**Henk Schmidt (1947) is a professor of Psychology at Erasmus University’s Faculty of Social Sciences and founding dean of its problem-based psychology curriculum. From September 2009 until November 2013, he was the Rector Magnificus of Erasmus University Rotterdam, the Netherlands.**
Previously, Schmidt held academic positions as professor of cognitive psychology, faculty of psychology, Maastricht University, and as professor of health professions education at the same university. His administrative positions include both the deanships of the faculty of social sciences at Erasmus University and the faculty of health sciences of Maastricht University. In addition, he has been the president of the Dutch Psychological Association (NIP), the chairman of the Dutch Society for Research into Higher Education (CRWO), and the associate secretary general of the Network of community-oriented educational institutions for health sciences, a World Health Organization-supported NGO.
He was R. Samuel McLaughlin Professor at McMaster University, Hamilton, Canada, and Prof. L. Verhaegen Professor at the Limburg University Centre, Diepenbeek, Belgium. Furthermore, he has been a visiting professor at McGill University, Montreal, Canada; the University of Bern, Switzerland; and the University of Cape Town, South Africa. He was a speaker at the Nobel Forum, upon invitation by the Nobel Prize Committee, Karolinska Institutet, Stockholm, Sweden, and a key-note speaker at numerous conferences all over the world.

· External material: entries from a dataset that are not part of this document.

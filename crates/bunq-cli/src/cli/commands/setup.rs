//! `bunq setup` and `bunq refresh`.

use anyhow::Result;
use bunq_client::Environment;

use super::Client;
use crate::cli::args::SetupArgs;
use crate::exit_codes::SUCCESS;

pub async fn run(client: &Client, args: SetupArgs) -> Result<i32> {
    if let Some(environment) = args.environment {
        let environment: Environment = environment.parse()?;
        client.set_environment(environment).await?;
    }
    if let Some(api_key) = args.api_key {
        if client.rotate_secret(&api_key).await? {
            tracing::info!("stored new API key");
        }
    }

    let creds = client.setup().await?;
    println!(
        "{} ready ({}), user {}",
        creds.environment,
        creds.handshake_state(),
        creds.user_id.as_deref().unwrap_or("unknown")
    );
    Ok(SUCCESS)
}

pub async fn refresh(client: &Client) -> Result<i32> {
    let creds = client.refresh_session().await?;
    println!("session refreshed ({})", creds.environment);
    Ok(SUCCESS)
}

His research areas of interest are learning and memory, and he has published on problem-based learning, long-term memory, and the development of expertise in medicine. He has published more than 250 articles in refereed journals, chapters in books, and books; alone or together with his 30+ PhD.-students. In addition, he is the founding editor of two journals. Schmidt is among the most cited Dutch psychologists; in 2005 the Royal Dutch Academy of Sciences (KNAW) selected him as one of the top 200 Dutch scientists.
Twice he received the ”Outstanding paper by an established investigator” Award of the American Educational Research Association. In 1996 the Université de Sherbrooke in Canada awarded him an honorary degree. In 2004, the Karolinska Institutet, Stockholm, Sweden, announced him to be the winner of its international medical education research prize for his work in medical expertise and problem-based learning. In 2006, he received the Distinguished Career Award of the American Educational Research Association, Division I.